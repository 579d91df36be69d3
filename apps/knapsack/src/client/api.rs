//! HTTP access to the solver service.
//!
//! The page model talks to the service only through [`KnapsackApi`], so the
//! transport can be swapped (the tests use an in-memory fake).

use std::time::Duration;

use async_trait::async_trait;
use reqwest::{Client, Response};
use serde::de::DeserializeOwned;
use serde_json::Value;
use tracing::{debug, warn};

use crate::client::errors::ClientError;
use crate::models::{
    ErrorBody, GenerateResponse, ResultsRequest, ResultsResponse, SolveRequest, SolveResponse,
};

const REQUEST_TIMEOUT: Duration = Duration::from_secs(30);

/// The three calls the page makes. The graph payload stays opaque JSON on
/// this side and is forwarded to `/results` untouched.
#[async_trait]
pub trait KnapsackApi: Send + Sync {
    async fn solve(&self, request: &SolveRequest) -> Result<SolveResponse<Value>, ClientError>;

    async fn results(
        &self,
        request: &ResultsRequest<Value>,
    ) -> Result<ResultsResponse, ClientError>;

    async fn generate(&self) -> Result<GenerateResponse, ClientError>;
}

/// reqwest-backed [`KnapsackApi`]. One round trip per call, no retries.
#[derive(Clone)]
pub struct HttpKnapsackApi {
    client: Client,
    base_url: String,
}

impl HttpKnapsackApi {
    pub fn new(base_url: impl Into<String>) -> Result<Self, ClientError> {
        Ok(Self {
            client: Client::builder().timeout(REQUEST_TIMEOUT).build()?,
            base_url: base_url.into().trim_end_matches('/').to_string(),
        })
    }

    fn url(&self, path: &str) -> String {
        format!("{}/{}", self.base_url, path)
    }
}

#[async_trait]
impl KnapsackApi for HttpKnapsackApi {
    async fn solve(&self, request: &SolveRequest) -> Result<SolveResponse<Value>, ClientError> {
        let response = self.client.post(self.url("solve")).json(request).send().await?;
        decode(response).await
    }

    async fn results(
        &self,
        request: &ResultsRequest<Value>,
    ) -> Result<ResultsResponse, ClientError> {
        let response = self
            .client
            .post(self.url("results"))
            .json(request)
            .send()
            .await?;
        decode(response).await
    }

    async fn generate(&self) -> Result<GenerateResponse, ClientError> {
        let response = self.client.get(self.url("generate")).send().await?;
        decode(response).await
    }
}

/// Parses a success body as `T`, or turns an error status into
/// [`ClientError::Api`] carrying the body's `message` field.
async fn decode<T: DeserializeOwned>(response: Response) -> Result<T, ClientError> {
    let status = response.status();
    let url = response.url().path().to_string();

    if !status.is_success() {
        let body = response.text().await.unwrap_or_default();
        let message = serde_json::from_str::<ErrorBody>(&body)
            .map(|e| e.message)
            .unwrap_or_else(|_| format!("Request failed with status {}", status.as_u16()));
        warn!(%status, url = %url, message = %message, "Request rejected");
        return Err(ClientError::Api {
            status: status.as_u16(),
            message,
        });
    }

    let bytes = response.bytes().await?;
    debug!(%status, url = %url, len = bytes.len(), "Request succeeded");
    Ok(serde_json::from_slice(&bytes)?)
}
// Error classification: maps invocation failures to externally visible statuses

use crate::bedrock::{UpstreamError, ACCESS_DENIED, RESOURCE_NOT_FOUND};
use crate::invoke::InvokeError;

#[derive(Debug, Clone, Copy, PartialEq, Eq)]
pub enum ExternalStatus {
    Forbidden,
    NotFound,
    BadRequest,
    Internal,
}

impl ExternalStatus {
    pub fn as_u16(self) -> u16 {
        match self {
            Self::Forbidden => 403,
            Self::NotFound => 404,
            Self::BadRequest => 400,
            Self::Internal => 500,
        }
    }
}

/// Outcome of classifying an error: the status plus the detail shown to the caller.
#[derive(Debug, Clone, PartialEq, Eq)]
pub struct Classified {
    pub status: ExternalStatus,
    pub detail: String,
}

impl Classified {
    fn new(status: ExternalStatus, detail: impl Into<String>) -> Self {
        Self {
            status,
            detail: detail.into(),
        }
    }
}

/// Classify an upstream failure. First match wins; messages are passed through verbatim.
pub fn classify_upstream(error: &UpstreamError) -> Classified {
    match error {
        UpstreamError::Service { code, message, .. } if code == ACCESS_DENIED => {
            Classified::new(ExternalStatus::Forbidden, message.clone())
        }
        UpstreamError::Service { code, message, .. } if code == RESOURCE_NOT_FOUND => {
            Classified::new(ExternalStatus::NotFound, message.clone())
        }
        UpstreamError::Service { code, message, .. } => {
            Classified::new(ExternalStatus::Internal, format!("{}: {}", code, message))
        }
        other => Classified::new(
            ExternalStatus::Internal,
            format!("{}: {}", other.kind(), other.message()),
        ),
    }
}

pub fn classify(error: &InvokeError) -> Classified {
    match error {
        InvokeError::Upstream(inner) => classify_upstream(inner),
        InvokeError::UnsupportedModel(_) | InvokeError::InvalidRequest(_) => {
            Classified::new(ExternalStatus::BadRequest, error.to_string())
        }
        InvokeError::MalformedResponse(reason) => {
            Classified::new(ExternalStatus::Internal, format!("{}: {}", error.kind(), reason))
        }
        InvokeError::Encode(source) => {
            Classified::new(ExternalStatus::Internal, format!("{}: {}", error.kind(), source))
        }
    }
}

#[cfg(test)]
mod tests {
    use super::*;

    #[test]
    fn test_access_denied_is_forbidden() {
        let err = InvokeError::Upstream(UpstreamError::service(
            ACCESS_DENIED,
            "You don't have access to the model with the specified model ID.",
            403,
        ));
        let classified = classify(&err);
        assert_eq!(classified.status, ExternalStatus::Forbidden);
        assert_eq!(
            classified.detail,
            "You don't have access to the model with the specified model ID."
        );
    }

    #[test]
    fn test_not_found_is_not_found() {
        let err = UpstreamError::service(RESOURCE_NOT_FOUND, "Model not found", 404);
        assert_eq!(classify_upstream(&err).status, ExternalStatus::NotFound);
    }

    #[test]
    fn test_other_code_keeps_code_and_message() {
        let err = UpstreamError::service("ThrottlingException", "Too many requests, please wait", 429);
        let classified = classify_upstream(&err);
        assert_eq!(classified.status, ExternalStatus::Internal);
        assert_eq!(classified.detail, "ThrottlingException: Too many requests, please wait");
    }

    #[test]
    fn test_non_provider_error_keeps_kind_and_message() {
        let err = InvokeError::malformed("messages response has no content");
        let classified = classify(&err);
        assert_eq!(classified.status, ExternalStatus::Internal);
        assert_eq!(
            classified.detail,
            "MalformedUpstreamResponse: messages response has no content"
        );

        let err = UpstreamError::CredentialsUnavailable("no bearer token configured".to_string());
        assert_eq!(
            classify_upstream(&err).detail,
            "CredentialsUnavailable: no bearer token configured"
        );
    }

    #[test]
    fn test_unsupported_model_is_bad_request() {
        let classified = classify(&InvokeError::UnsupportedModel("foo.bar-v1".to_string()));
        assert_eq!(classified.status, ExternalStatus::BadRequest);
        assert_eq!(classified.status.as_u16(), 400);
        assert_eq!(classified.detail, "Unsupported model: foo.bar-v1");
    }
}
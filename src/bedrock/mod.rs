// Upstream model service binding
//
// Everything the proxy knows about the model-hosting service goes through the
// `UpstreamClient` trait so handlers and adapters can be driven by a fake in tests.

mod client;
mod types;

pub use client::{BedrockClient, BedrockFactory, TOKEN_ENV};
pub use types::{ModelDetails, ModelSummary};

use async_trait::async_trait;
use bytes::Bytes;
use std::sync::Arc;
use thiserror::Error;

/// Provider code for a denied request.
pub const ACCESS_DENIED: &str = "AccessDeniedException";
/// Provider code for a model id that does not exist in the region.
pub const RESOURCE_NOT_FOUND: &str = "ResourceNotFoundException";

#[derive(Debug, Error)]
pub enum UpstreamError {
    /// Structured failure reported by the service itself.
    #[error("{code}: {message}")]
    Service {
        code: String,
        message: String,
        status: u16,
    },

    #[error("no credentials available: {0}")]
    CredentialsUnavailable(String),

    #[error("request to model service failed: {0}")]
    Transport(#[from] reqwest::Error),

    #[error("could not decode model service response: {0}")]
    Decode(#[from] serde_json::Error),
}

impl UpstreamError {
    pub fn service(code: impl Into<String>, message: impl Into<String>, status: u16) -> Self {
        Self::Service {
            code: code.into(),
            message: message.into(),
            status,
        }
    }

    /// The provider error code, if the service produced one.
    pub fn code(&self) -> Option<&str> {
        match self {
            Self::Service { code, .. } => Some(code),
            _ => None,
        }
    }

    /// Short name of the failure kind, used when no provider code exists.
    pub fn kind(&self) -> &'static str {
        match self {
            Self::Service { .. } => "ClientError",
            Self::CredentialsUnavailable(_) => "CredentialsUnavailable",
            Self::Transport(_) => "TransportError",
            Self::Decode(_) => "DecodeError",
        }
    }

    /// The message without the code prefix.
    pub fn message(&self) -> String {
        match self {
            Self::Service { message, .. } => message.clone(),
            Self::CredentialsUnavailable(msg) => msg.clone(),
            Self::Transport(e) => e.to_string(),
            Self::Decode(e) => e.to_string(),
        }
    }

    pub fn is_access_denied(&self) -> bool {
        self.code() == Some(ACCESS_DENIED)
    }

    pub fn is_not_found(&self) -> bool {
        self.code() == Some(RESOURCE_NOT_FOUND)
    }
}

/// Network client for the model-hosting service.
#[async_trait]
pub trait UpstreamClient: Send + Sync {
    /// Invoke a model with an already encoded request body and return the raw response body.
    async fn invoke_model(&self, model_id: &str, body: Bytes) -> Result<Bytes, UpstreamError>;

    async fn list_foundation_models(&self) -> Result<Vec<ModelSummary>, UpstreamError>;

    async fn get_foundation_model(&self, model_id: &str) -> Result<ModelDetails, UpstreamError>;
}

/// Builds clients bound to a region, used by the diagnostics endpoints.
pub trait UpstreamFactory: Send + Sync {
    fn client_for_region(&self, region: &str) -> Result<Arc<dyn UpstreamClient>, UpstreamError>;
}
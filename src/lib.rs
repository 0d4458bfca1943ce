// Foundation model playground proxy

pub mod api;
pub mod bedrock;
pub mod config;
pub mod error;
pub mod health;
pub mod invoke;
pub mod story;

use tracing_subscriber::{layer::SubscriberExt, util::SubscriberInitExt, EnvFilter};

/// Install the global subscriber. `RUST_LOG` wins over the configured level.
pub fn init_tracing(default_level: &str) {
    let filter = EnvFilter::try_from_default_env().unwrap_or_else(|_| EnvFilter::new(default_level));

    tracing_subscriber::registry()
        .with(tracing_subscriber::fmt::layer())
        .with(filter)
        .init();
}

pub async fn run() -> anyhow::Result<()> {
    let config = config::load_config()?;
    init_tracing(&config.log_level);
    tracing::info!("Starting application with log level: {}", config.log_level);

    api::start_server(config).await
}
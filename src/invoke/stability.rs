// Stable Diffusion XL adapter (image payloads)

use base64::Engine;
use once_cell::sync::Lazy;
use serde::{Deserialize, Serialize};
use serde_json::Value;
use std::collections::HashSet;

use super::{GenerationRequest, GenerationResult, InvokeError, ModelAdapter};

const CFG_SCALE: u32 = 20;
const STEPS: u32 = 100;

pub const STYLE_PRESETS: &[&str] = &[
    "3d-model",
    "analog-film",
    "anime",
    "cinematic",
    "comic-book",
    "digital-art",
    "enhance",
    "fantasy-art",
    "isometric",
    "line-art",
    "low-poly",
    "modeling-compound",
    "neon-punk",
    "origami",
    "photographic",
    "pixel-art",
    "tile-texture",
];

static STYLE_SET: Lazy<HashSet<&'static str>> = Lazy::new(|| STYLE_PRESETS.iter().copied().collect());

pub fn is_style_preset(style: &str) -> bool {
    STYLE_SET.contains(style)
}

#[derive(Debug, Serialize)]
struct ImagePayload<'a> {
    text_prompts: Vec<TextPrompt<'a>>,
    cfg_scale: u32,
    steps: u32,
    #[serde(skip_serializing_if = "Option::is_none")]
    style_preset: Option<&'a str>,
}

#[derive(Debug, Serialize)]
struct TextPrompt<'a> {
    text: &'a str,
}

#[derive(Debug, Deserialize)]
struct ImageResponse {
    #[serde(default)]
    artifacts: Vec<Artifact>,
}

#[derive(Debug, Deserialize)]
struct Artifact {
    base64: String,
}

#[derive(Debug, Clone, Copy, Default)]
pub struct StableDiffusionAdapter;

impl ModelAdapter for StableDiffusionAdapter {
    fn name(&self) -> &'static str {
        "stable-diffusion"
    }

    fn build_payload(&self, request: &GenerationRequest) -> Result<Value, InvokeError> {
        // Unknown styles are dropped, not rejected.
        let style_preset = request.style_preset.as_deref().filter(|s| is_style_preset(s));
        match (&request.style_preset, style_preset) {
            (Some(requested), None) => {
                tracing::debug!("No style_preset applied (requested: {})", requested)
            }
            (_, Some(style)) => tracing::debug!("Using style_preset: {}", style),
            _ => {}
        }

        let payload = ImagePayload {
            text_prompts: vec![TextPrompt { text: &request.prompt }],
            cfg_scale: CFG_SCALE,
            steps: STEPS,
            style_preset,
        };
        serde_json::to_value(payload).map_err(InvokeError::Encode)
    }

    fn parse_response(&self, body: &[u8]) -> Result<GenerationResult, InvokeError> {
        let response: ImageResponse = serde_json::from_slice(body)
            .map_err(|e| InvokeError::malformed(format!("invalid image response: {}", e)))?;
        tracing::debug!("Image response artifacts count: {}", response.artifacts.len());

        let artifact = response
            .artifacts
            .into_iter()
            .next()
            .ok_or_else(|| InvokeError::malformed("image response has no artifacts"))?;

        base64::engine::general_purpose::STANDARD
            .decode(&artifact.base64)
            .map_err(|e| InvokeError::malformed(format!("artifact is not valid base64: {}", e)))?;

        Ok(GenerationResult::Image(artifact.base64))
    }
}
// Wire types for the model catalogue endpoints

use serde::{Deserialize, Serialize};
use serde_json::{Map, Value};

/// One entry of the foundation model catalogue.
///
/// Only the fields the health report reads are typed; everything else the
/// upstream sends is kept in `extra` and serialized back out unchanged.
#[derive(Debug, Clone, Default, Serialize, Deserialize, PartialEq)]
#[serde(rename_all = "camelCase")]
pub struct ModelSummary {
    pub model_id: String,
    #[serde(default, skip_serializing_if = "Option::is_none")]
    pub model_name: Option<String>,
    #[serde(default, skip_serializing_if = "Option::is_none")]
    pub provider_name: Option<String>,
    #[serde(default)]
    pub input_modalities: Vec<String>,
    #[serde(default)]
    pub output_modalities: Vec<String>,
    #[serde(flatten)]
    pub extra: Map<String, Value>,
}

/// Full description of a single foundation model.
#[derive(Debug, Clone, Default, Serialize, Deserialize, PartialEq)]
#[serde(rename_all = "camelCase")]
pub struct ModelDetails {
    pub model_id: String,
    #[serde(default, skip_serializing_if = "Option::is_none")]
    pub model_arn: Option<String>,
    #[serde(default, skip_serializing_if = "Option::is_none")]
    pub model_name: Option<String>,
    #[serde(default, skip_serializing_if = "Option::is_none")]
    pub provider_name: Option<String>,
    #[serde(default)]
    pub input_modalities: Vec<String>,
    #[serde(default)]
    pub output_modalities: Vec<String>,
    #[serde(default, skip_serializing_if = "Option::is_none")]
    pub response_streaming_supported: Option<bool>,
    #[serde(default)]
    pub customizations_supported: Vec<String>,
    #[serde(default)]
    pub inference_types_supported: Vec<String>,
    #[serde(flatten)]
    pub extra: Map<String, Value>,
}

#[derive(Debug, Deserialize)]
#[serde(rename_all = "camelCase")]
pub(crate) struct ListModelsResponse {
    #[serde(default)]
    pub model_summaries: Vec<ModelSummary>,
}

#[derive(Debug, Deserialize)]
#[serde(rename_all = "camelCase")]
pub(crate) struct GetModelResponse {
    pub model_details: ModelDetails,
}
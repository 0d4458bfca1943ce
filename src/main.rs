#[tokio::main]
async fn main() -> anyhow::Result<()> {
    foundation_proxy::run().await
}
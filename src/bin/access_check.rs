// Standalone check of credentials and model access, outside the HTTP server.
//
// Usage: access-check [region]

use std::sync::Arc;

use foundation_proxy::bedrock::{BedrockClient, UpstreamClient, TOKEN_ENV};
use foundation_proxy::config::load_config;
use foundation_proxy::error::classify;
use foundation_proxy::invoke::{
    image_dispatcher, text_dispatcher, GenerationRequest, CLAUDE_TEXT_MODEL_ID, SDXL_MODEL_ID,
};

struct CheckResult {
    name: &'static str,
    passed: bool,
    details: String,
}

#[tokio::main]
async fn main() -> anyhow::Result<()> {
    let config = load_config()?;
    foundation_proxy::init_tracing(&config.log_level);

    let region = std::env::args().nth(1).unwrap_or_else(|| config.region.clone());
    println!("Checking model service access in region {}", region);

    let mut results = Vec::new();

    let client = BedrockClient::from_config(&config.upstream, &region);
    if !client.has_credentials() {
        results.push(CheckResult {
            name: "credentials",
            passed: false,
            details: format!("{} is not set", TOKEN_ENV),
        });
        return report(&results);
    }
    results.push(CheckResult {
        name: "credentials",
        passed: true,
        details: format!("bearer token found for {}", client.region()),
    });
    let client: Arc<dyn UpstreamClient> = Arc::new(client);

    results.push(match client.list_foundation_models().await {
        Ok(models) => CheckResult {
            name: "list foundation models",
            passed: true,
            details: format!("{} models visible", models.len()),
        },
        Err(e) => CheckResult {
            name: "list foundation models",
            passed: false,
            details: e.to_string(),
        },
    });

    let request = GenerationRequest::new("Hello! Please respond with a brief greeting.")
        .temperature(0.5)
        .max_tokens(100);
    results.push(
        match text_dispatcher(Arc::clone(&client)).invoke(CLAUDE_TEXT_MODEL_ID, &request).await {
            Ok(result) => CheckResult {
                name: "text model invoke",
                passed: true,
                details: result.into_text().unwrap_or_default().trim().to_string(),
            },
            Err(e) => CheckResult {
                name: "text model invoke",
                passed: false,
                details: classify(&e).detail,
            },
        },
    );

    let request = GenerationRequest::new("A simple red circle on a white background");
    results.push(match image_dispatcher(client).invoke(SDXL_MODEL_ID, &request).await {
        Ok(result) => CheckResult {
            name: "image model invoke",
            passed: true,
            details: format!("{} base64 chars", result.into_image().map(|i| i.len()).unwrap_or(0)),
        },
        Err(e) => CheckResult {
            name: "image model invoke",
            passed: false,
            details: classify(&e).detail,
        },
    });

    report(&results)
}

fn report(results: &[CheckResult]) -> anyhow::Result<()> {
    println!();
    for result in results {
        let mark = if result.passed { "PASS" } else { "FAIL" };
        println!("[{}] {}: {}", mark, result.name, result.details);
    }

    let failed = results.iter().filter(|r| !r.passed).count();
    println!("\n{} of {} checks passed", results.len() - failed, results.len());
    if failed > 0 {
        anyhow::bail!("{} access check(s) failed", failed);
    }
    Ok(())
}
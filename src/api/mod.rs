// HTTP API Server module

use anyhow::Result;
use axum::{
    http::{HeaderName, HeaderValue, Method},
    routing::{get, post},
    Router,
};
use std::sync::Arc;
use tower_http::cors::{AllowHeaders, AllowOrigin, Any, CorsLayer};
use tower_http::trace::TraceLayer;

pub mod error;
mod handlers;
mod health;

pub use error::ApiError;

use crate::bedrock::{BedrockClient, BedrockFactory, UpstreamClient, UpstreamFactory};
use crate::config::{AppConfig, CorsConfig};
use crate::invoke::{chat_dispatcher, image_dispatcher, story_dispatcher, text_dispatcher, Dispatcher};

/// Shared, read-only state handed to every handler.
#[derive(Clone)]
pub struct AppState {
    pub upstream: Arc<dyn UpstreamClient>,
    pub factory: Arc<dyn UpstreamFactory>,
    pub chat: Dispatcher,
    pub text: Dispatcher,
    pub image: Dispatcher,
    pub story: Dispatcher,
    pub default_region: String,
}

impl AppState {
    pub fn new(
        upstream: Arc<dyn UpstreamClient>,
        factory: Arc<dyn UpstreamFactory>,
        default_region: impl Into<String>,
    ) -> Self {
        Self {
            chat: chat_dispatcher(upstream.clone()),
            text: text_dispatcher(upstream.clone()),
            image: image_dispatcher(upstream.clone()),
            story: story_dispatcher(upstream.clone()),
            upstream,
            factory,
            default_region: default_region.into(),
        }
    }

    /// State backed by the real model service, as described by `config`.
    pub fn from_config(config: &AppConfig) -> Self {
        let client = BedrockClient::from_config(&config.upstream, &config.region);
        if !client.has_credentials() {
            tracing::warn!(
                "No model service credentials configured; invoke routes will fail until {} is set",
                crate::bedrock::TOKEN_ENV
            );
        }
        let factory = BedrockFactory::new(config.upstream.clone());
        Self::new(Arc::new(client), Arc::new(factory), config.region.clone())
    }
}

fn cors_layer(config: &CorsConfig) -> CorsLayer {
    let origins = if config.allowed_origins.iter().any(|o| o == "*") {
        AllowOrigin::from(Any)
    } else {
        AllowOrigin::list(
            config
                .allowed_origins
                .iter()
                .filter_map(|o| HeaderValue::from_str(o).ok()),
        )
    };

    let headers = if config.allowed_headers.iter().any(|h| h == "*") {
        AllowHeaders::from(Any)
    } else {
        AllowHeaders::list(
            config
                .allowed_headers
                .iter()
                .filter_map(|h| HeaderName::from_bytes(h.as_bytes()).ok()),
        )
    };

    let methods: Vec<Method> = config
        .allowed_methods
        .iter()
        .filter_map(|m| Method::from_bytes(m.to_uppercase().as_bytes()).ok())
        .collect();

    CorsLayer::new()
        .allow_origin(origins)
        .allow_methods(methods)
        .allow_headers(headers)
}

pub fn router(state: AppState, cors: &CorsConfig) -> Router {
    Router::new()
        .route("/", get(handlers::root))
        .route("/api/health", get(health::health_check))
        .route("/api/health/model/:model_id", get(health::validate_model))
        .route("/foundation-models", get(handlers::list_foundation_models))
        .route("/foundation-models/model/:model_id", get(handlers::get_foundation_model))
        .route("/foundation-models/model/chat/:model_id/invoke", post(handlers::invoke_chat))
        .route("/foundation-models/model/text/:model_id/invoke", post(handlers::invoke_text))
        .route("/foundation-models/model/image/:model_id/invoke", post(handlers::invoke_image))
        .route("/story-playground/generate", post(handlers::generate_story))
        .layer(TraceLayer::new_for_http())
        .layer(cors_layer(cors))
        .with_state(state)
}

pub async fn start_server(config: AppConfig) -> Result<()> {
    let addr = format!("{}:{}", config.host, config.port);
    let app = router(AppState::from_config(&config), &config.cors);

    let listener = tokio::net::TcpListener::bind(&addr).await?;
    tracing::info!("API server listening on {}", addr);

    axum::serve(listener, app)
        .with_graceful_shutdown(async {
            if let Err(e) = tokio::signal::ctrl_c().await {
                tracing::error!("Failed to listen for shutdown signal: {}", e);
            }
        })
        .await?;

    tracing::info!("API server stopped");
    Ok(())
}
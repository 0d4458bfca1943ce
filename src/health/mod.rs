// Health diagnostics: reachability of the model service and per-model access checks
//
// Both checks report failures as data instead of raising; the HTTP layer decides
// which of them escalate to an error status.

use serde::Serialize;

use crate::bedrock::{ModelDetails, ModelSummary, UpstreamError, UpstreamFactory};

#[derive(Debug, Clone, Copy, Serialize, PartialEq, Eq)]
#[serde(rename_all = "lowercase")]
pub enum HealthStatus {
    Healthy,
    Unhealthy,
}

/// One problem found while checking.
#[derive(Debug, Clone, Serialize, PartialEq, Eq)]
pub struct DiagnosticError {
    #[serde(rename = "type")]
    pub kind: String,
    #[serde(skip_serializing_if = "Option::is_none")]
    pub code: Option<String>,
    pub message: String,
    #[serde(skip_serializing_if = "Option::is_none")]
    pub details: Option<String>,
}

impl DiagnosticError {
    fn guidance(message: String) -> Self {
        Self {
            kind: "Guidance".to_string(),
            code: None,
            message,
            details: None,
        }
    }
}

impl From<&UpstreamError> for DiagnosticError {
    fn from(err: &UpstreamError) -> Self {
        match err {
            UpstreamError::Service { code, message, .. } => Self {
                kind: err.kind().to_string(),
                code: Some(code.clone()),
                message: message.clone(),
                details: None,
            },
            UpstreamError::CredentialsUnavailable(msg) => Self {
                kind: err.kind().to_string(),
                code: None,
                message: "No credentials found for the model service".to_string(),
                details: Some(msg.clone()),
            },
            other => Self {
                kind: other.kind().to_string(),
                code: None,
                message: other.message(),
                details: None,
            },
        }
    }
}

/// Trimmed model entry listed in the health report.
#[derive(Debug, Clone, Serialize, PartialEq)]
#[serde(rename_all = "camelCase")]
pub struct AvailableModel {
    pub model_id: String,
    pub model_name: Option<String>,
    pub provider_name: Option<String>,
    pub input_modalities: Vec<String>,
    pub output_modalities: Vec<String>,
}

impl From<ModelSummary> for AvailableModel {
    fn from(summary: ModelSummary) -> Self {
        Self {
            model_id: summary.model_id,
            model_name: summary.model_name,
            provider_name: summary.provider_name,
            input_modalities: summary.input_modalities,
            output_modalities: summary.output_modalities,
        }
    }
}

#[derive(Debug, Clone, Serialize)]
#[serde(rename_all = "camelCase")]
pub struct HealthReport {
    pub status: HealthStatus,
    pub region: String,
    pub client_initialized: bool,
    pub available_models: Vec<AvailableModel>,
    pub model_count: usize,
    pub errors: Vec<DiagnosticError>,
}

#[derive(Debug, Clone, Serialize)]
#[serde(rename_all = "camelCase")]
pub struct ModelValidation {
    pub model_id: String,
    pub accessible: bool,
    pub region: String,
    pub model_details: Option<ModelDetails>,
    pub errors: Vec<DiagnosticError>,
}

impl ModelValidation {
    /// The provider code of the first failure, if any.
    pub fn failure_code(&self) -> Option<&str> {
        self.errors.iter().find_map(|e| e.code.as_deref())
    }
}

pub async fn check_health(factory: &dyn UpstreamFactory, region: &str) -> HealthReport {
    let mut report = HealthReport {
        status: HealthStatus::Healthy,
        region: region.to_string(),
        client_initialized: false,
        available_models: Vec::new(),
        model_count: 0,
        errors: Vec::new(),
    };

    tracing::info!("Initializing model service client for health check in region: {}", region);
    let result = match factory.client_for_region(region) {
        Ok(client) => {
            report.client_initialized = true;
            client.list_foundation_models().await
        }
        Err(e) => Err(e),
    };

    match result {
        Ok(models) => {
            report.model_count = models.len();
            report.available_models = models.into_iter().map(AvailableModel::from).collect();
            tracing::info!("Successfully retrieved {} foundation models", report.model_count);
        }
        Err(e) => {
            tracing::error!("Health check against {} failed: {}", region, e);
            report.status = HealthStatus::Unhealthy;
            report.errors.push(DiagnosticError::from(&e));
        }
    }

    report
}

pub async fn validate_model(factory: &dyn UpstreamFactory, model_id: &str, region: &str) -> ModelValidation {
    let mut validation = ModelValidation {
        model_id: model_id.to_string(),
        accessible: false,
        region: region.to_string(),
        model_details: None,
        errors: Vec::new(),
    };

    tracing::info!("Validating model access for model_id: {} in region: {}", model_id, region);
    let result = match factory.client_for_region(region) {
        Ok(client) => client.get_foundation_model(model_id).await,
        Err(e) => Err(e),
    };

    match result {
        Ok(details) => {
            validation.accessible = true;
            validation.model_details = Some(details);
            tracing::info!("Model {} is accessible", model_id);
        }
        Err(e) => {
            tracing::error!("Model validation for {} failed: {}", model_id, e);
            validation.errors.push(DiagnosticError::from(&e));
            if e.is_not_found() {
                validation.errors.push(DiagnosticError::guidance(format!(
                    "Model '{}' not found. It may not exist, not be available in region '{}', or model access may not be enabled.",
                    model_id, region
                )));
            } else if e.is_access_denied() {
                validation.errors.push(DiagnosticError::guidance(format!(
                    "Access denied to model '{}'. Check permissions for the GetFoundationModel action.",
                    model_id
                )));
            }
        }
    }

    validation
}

———

### About this task
The answer must consist of every line in the records above that contains the word "accessible".

### Solution for this task
    pub accessible: bool,
        accessible: false,
            validation.accessible = true;
            tracing::info!("Model {} is accessible", model_id);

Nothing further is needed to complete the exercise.